(Stored data)
-----

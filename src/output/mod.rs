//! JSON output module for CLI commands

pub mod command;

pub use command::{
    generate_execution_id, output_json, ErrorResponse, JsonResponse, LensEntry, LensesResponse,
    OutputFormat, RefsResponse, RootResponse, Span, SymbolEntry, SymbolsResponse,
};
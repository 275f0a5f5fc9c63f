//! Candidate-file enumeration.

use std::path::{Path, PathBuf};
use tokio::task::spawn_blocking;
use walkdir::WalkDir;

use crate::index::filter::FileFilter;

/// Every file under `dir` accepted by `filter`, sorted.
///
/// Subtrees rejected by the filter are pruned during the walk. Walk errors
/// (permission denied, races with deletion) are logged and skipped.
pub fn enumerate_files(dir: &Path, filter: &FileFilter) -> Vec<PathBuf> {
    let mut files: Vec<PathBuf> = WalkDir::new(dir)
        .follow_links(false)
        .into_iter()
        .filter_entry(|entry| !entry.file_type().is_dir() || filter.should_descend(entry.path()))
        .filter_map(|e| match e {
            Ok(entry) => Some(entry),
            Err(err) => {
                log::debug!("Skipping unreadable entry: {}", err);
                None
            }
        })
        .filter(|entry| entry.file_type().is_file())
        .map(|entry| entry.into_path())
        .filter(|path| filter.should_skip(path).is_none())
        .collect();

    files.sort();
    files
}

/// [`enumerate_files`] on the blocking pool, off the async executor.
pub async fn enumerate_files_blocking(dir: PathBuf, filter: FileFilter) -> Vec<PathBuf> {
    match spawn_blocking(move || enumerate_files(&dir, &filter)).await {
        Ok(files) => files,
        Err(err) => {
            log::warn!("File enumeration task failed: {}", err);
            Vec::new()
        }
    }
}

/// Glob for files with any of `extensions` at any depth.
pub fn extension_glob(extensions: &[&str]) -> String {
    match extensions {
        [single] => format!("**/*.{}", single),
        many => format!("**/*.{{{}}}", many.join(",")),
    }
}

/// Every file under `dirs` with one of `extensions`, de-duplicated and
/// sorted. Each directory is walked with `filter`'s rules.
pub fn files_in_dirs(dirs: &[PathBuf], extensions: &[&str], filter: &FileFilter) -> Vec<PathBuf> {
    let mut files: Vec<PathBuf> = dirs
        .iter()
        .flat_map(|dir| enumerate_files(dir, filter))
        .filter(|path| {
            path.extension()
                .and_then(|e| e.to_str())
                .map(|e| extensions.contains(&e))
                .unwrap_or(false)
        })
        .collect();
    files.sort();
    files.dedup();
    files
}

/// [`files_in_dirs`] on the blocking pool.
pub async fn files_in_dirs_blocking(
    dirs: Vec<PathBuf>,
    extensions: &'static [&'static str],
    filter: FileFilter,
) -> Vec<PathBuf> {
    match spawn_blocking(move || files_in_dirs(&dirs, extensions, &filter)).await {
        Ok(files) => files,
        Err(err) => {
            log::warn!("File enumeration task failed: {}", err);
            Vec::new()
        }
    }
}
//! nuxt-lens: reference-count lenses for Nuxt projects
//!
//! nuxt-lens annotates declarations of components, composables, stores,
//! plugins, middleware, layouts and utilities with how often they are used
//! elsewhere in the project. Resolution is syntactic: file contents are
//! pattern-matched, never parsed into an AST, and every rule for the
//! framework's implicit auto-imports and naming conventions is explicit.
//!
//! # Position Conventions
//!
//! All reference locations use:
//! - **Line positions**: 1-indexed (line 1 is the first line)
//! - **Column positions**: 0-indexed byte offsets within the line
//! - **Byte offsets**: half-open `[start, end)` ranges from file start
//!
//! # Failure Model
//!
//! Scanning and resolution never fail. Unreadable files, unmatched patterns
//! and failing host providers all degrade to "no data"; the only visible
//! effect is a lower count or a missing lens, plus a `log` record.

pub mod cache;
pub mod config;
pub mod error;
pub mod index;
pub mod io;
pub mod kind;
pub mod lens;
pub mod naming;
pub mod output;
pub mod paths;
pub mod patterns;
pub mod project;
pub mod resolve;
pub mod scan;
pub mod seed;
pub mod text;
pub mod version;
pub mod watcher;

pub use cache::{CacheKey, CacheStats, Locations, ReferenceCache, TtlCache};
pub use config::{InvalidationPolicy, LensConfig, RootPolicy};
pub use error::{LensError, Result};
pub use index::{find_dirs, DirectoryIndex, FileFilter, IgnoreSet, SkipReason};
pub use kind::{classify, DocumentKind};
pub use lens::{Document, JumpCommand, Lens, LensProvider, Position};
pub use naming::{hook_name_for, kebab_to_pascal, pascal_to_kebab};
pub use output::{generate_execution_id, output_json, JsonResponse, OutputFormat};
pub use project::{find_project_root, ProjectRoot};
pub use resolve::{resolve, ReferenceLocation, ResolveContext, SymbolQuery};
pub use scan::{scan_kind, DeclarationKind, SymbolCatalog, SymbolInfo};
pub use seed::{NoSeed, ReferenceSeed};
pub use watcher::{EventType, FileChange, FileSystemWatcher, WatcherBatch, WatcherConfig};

-----

§ **Task requirements**: Give back, exactly as written, the stretch from the line with "# Position Conventions" through the line with "pub mod watcher;", and no other lines from the records above.

§ **Solved exercise**:
//! # Position Conventions
//!
//! All reference locations use:
//! - **Line positions**: 1-indexed (line 1 is the first line)
//! - **Column positions**: 0-indexed byte offsets within the line
//! - **Byte offsets**: half-open `[start, end)` ranges from file start
//!
//! # Failure Model
//!
//! Scanning and resolution never fail. Unreadable files, unmatched patterns
//! and failing host providers all degrade to "no data"; the only visible
//! effect is a lower count or a missing lens, plus a `log` record.

pub mod cache;
pub mod config;
pub mod error;
pub mod index;
pub mod io;
pub mod kind;
pub mod lens;
pub mod naming;
pub mod output;
pub mod paths;
pub mod patterns;
pub mod project;
pub mod resolve;
pub mod scan;
pub mod seed;
pub mod text;
pub mod version;
pub mod watcher;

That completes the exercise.